Stored records:
-- Opening Marker --

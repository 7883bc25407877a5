//! Export Parser (spec §4.4): named and ordinal-only exports, forwarded
//! exports resolved through the API-set schema, name and ordinal indices.

use std::collections::HashMap;

use log::{debug, warn};

use crate::addr::{Raw, Rva, Va};
use crate::apiset::{resolve_forward, ApiSetSchema};
use crate::pe::directories::DirectoryAnchor;
use crate::pe::mapper::AddressMapper;
use crate::pe::sections::Section;
use crate::pe::util::{read_cstr_at, read_u16_at, read_u32_at};
use crate::symbols::{SymbolKind, SymbolPublisher, SymbolRecord};

#[derive(Debug, Clone, Default)]
pub struct ExportEntry {
    /// Empty for ordinal-only exports.
    pub function_name: String,
    /// Absolute ordinal (`Base` already added).
    pub ordinal: u32,
    /// VA of the slot in `AddressOfFunctions` holding this export's RVA.
    pub export_table_va: Va,
    pub export_table_raw: Raw,
    pub func_addr_rva: Rva,
    pub func_addr_va: Va,
    pub func_addr_raw: Raw,
    pub executable: bool,
    pub original_forwarded_to: String,
    pub forwarded_to: String,
}

impl ExportEntry {
    pub fn is_forwarded(&self) -> bool {
        !self.forwarded_to.is_empty()
    }
}

#[derive(Debug, Clone, Default)]
pub struct ExportTable {
    pub original_name: String,
    pub entries: Vec<ExportEntry>,
    pub by_name: HashMap<String, usize>,
    pub by_ordinal: HashMap<u32, usize>,
}

struct ExportDirectoryHeader {
    name_rva: u32,
    base: u32,
    number_of_functions: u32,
    number_of_names: u32,
    address_of_functions: u32,
    address_of_names: u32,
    address_of_name_ordinals: u32,
}

fn read_export_directory_header(file: &[u8], raw: usize) -> Option<ExportDirectoryHeader> {
    Some(ExportDirectoryHeader {
        name_rva: read_u32_at(file, raw + 12)?,
        base: read_u32_at(file, raw + 16)?,
        number_of_functions: read_u32_at(file, raw + 20)?,
        number_of_names: read_u32_at(file, raw + 24)?,
        address_of_functions: read_u32_at(file, raw + 28)?,
        address_of_names: read_u32_at(file, raw + 32)?,
        address_of_name_ordinals: read_u32_at(file, raw + 36)?,
    })
}

#[allow(clippy::too_many_arguments)]
pub fn parse_exports(
    file: &[u8],
    mapper: &AddressMapper,
    sections: &[Section],
    anchor: DirectoryAnchor,
    consumer_name: &str,
    schema: &dyn ApiSetSchema,
    module_index: usize,
    publisher: &mut dyn SymbolPublisher,
) -> Option<ExportTable> {
    if !anchor.is_present() {
        return None;
    }
    let dir_rva = mapper.va_to_rva(anchor.va);
    let dir_raw = mapper.rva_to_raw(dir_rva, sections);
    if !dir_raw.is_valid() {
        warn!("export directory RVA {:?} does not map to any section", dir_rva);
        return None;
    }

    let header = read_export_directory_header(file, dir_raw.0 as usize)?;
    let original_name = read_cstr_at(file, mapper.rva_to_raw(Rva(header.name_rva), sections).0 as usize)
        .unwrap_or_default();
    let consumer = if original_name.is_empty() {
        consumer_name
    } else {
        original_name.as_str()
    };

    let mut table = ExportTable {
        original_name,
        ..Default::default()
    };

    if header.number_of_functions == 0 {
        debug!("export directory present with zero functions");
        return Some(table);
    }

    let mut handled = vec![false; header.number_of_functions as usize];

    for i in 0..header.number_of_names {
        let name_rva = match read_u32_at(file, (mapper.rva_to_raw(Rva(header.address_of_names), sections).0 + i as u64 * 4) as usize) {
            Some(v) => v,
            None => continue,
        };
        let ordinal_relative = match read_u16_at(
            file,
            (mapper.rva_to_raw(Rva(header.address_of_name_ordinals), sections).0 + i as u64 * 2) as usize,
        ) {
            Some(v) => v,
            None => continue,
        };
        if ordinal_relative as u32 >= header.number_of_functions {
            continue;
        }
        let name =
            read_cstr_at(file, mapper.rva_to_raw(Rva(name_rva), sections).0 as usize).unwrap_or_default();

        let function_slot_raw = mapper.rva_to_raw(Rva(header.address_of_functions), sections).0
            + ordinal_relative as u64 * 4;
        let func_rva = read_u32_at(file, function_slot_raw as usize).unwrap_or(0);

        let export_table_va = Rva(header.address_of_functions + ordinal_relative as u32 * 4)
            .to_va(mapper.image_base());
        let export_table_raw = Raw(function_slot_raw);

        let (executable, original_forwarded_to, forwarded_to, func_addr_raw) = classify_export(
            file, mapper, sections, anchor, consumer, func_rva, schema,
        );

        let entry = ExportEntry {
            function_name: name.clone(),
            ordinal: header.base + ordinal_relative as u32,
            export_table_va,
            export_table_raw,
            func_addr_rva: Rva(func_rva),
            func_addr_va: Rva(func_rva).to_va(mapper.image_base()),
            func_addr_raw,
            executable,
            original_forwarded_to,
            forwarded_to,
        };

        let list_index = table.entries.len();
        if !table.by_name.contains_key(&name) && !name.is_empty() {
            table.by_name.insert(name.clone(), list_index);
        } else if !name.is_empty() {
            debug!("duplicate exported name {:?}, keeping first writer", name);
        }
        if table.by_ordinal.insert(entry.ordinal, list_index).is_some() {
            warn!("duplicate export ordinal {}", entry.ordinal);
        }

        publisher.add(SymbolRecord {
            va: export_table_va,
            kind: SymbolKind::EatAddr,
            module_index,
            list_index,
            param: String::new(),
        });
        publisher.add(SymbolRecord {
            va: Rva(header.address_of_name_ordinals + i * 2).to_va(mapper.image_base()),
            kind: SymbolKind::EatOrdinal,
            module_index,
            list_index,
            param: String::new(),
        });
        publisher.add(SymbolRecord {
            va: Rva(header.address_of_names + i * 4).to_va(mapper.image_base()),
            kind: SymbolKind::EatName,
            module_index,
            list_index,
            param: String::new(),
        });
        if !entry.is_forwarded() {
            publisher.add(SymbolRecord {
                va: entry.func_addr_va,
                kind: SymbolKind::Export,
                module_index,
                list_index,
                param: String::new(),
            });
        }

        handled[ordinal_relative as usize] = true;
        table.entries.push(entry);
    }

    for (slot, was_handled) in handled.iter().enumerate() {
        if *was_handled {
            continue;
        }
        let function_slot_raw =
            mapper.rva_to_raw(Rva(header.address_of_functions), sections).0 + slot as u64 * 4;
        let func_rva = read_u32_at(file, function_slot_raw as usize).unwrap_or(0);
        if func_rva == 0 {
            continue;
        }

        let export_table_va =
            Rva(header.address_of_functions + slot as u32 * 4).to_va(mapper.image_base());
        let export_table_raw = Raw(function_slot_raw);

        let (executable, original_forwarded_to, forwarded_to, func_addr_raw) =
            classify_export(file, mapper, sections, anchor, consumer, func_rva, schema);

        let entry = ExportEntry {
            function_name: String::new(),
            ordinal: header.base + slot as u32,
            export_table_va,
            export_table_raw,
            func_addr_rva: Rva(func_rva),
            func_addr_va: Rva(func_rva).to_va(mapper.image_base()),
            func_addr_raw,
            executable,
            original_forwarded_to,
            forwarded_to,
        };

        let list_index = table.entries.len();
        if table.by_ordinal.insert(entry.ordinal, list_index).is_some() {
            warn!("duplicate export ordinal {}", entry.ordinal);
        }
        publisher.add(SymbolRecord {
            va: export_table_va,
            kind: SymbolKind::EatAddr,
            module_index,
            list_index,
            param: String::new(),
        });
        if !entry.is_forwarded() {
            publisher.add(SymbolRecord {
                va: entry.func_addr_va,
                kind: SymbolKind::Export,
                module_index,
                list_index,
                param: String::new(),
            });
        }

        table.entries.push(entry);
    }

    Some(table)
}

fn classify_export(
    file: &[u8],
    mapper: &AddressMapper,
    sections: &[Section],
    export_anchor: DirectoryAnchor,
    consumer: &str,
    func_rva: u32,
    schema: &dyn ApiSetSchema,
) -> (bool, String, String, Raw) {
    let func_addr_raw = mapper.rva_to_raw(Rva(func_rva), sections);
    if export_anchor.contains_rva(Rva(func_rva), mapper) {
        let original_forwarded_to = read_cstr_at(file, func_addr_raw.0 as usize).unwrap_or_default();
        let forwarded_to = resolve_forward(consumer, &original_forwarded_to, schema);
        (false, original_forwarded_to, forwarded_to, func_addr_raw)
    } else {
        let executable = mapper
            .section_index_for_rva(Rva(func_rva))
            .map(|idx| sections[idx].is_executable())
            .unwrap_or(false);
        (executable, String::new(), String::new(), func_addr_raw)
    }
}

#[cfg(test)]
mod tests {
    use super::*;
    use crate::apiset::EmptySchema;
    use crate::pe::sections::SectionCharacteristics;
    use crate::symbols::NullPublisher;

    fn mk_section(name: &str, va: u32, vsize: u32, raw: u32, rawsize: u32, exec: bool) -> Section {
        Section {
            raw_name: name.into(),
            display_name: name.into(),
            virtual_size: vsize,
            virtual_address: va,
            size_of_raw_data: rawsize,
            pointer_to_raw_data: raw,
            pointer_to_relocations: 0,
            pointer_to_line_numbers: 0,
            number_of_relocations: 0,
            number_of_line_numbers: 0,
            characteristics: if exec {
                SectionCharacteristics::MEM_EXECUTE | SectionCharacteristics::CNT_CODE
            } else {
                SectionCharacteristics::CNT_INITIALIZED_DATA
            },
        }
    }

    /// Builds a minimal ordinal-only export directory: 3 functions, 0 names,
    /// base = 1, matching spec §8 concrete scenario 3.
    #[test]
    fn ordinal_only_exports_have_empty_names() {
        let edata_va = 0x2000u32;
        let edata_raw = 0x400u32;
        let funcs_rva = edata_va + 40; // right after the fixed-size header
        let funcs_raw = edata_raw + 40;

        let mut file = vec![0u8; 0x2000];
        // header at edata_raw
        file[edata_raw as usize + 16..edata_raw as usize + 20].copy_from_slice(&1u32.to_le_bytes()); // Base
        file[edata_raw as usize + 20..edata_raw as usize + 24].copy_from_slice(&3u32.to_le_bytes()); // NumberOfFunctions
        file[edata_raw as usize + 24..edata_raw as usize + 28].copy_from_slice(&0u32.to_le_bytes()); // NumberOfNames
        file[edata_raw as usize + 28..edata_raw as usize + 32].copy_from_slice(&funcs_rva.to_le_bytes());
        // three function RVAs pointing into the (fake) code section
        for (i, code_rva) in [0x5010u32, 0x5020, 0x5030].iter().enumerate() {
            let off = funcs_raw as usize + i * 4;
            file[off..off + 4].copy_from_slice(&code_rva.to_le_bytes());
        }

        let sections = vec![
            mk_section(".edata", edata_va, 0x100, edata_raw, 0x100, false),
            mk_section(".text", 0x5000, 0x100, 0x1000, 0x100, true),
        ];
        let mapper = AddressMapper::new(Va(0x1000_0000), 0x200, 0x1000, 0x200, &sections);
        let anchor = DirectoryAnchor {
            va: Rva(edata_va).to_va(mapper.image_base()),
            size: 40,
        };

        let mut publisher = NullPublisher;
        let table = parse_exports(
            &file,
            &mapper,
            &sections,
            anchor,
            "mfperfhelper.dll",
            &EmptySchema,
            0,
            &mut publisher,
        )
        .unwrap();

        assert_eq!(table.entries.len(), 3);
        assert!(table.by_name.is_empty());
        assert_eq!(table.by_ordinal.len(), 3);
        for entry in &table.entries {
            assert!(entry.function_name.is_empty());
        }
        let mut ordinals: Vec<u32> = table.entries.iter().map(|e| e.ordinal).collect();
        ordinals.sort_unstable();
        assert_eq!(ordinals, vec![1, 2, 3]);
    }
}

-- Closing Marker --

The records are given above. Copy each line in them that holds "into".

* **RESULT**
            raw_name: name.into(),
            display_name: name.into(),
        // three function RVAs pointing into the (fake) code section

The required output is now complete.